** Task objective **
From the entries, copy each line that includes "AppState".

** Entries shown **
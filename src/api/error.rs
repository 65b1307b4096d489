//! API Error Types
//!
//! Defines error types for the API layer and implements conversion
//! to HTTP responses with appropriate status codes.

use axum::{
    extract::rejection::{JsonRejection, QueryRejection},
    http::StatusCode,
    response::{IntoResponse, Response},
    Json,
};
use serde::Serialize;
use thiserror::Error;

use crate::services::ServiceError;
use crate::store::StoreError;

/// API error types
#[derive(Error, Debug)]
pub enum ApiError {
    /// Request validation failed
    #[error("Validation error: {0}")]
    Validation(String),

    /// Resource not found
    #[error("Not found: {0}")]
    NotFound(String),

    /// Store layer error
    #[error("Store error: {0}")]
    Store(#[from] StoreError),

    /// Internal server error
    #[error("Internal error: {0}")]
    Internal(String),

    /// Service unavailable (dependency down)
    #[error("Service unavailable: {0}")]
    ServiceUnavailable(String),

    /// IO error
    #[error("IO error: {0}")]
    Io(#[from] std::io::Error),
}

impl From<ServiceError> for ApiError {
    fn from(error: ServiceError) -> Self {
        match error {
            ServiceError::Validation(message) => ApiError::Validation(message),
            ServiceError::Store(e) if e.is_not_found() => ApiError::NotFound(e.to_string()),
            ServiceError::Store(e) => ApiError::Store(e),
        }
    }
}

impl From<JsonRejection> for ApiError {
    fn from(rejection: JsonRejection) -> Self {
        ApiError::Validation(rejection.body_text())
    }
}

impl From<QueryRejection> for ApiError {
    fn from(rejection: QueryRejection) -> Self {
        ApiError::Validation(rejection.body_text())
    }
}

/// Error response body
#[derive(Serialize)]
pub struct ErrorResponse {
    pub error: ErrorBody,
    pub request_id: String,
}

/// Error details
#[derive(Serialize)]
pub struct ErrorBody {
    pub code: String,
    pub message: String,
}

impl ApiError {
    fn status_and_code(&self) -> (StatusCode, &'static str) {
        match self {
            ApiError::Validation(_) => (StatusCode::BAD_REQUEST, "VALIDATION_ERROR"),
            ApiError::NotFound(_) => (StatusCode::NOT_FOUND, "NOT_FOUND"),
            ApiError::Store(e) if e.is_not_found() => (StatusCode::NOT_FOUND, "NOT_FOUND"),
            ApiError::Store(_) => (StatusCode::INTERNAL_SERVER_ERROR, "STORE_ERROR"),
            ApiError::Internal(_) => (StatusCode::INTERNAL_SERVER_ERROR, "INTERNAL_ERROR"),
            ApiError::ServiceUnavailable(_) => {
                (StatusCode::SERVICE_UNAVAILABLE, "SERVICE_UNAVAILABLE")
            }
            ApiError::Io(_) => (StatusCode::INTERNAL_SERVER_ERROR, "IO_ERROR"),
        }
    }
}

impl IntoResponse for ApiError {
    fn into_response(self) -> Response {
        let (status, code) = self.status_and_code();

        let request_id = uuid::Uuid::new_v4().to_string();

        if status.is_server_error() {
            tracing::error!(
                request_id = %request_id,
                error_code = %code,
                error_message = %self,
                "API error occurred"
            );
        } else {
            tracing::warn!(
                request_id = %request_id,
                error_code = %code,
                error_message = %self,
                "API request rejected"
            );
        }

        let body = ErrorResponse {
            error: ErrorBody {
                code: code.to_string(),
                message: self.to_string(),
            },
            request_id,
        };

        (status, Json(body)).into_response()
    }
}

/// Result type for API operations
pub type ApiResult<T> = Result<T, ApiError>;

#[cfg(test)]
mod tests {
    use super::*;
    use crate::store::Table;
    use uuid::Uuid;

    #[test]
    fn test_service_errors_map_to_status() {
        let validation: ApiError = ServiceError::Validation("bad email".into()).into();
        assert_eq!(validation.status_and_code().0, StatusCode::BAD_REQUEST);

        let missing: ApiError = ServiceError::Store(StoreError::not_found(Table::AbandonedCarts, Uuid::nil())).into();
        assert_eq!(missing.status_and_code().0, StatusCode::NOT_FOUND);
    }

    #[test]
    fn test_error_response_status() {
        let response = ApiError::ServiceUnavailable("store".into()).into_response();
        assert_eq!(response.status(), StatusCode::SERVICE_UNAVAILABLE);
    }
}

--

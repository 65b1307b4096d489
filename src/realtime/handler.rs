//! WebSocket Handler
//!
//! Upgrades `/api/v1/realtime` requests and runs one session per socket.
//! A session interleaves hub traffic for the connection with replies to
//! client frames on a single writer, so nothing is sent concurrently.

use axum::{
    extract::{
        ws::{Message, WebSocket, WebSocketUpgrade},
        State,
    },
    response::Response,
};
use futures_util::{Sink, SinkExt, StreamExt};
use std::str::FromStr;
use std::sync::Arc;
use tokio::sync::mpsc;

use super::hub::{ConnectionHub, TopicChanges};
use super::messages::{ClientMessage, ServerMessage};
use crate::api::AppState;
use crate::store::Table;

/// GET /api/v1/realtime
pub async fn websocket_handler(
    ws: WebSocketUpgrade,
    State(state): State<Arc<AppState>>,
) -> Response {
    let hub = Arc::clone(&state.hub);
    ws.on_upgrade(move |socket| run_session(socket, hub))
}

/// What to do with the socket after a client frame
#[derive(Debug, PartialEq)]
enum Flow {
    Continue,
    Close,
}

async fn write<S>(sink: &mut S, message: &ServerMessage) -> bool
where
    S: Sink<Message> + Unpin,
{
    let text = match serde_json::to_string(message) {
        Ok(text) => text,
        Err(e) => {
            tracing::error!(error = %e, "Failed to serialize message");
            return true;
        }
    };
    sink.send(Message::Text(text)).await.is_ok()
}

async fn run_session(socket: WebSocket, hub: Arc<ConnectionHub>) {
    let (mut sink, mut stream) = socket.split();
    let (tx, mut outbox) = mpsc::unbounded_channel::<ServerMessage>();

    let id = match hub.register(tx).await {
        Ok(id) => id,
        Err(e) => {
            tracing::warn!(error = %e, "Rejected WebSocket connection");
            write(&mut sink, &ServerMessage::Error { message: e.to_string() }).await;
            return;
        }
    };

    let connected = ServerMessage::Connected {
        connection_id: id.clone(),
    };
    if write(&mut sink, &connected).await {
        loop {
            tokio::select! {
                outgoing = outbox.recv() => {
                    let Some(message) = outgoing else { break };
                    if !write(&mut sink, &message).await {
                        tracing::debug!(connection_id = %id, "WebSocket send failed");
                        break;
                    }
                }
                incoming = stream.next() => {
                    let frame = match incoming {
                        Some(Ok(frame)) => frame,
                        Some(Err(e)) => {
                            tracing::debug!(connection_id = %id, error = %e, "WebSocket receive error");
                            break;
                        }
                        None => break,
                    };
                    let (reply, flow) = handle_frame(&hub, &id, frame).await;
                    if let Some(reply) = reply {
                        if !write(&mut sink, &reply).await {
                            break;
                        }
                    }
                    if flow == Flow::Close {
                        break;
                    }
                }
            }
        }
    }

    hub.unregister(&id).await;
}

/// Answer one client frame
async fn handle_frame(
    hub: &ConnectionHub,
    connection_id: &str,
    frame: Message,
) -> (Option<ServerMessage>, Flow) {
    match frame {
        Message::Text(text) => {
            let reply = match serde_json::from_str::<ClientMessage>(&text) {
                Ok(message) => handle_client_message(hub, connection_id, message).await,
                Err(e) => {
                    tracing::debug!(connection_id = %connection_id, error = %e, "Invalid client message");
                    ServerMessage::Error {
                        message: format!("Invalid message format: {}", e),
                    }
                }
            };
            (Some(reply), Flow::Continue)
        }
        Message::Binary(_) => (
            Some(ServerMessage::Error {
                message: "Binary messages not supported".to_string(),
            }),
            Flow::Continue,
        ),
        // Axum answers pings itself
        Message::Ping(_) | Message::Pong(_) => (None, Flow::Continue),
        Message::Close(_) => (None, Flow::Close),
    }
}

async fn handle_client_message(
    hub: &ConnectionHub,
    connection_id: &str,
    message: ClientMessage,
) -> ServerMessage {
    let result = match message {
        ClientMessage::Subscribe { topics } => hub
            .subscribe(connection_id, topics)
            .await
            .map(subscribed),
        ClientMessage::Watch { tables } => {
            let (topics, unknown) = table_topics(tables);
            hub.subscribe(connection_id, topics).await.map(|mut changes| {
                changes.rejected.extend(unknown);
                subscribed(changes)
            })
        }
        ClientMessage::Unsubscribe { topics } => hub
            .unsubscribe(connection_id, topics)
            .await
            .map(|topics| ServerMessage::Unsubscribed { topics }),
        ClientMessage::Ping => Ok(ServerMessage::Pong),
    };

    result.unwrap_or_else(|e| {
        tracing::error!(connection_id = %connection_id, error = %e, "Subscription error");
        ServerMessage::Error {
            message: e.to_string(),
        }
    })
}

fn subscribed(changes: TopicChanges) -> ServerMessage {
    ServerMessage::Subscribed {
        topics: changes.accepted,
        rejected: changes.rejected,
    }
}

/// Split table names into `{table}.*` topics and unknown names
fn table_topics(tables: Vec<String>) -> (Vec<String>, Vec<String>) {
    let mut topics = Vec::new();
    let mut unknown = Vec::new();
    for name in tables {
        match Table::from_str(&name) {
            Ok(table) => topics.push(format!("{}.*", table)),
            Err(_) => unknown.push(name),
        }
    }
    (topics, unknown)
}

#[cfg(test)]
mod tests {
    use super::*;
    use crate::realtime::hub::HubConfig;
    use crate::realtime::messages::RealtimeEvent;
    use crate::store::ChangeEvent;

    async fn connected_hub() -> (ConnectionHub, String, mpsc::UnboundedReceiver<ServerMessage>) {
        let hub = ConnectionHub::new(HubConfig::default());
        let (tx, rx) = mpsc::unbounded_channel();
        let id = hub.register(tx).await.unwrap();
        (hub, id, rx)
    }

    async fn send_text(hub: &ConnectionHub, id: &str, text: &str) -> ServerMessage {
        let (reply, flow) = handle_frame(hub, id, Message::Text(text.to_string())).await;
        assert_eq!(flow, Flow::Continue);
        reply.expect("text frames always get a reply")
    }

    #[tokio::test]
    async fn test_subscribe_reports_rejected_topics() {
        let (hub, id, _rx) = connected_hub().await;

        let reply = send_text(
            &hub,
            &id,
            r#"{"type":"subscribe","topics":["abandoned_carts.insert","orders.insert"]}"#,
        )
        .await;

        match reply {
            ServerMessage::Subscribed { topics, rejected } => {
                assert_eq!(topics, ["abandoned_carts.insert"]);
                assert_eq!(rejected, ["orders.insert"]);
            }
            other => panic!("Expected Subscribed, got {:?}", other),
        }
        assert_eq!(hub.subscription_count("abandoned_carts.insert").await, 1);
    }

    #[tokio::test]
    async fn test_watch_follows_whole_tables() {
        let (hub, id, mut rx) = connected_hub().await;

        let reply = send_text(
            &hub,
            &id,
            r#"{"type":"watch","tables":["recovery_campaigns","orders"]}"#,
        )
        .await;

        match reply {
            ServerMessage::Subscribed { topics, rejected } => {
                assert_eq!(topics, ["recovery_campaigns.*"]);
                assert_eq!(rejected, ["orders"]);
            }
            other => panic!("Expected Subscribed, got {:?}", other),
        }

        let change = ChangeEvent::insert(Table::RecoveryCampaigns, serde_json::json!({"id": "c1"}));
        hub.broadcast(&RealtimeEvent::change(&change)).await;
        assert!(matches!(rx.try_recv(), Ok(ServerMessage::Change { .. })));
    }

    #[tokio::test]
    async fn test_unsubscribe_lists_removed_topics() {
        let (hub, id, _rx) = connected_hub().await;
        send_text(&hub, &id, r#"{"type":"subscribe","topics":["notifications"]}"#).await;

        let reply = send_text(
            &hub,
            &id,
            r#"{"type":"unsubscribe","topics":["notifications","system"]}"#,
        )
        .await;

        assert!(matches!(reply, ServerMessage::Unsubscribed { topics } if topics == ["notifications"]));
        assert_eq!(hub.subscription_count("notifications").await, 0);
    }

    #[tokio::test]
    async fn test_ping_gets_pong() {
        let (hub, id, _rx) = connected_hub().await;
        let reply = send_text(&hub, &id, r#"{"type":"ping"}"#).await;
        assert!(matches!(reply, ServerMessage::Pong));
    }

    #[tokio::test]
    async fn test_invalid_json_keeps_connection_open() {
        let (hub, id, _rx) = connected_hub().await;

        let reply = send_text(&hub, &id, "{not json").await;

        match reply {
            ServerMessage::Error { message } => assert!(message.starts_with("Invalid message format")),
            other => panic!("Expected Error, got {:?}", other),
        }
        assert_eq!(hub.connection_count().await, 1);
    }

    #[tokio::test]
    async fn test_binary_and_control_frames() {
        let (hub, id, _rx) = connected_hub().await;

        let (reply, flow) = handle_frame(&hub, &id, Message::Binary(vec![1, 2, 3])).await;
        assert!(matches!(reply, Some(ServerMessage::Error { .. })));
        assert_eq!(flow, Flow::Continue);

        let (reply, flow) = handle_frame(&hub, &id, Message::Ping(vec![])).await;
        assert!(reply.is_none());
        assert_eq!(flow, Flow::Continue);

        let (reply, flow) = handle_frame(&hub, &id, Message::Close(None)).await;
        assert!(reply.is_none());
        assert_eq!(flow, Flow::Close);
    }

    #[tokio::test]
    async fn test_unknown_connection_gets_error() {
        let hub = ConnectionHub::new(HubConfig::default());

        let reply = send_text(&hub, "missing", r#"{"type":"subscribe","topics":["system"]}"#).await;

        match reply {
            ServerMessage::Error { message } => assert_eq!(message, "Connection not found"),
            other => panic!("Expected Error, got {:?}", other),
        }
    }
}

** Result below **
use crate::api::AppState;
    State(state): State<Arc<AppState>>,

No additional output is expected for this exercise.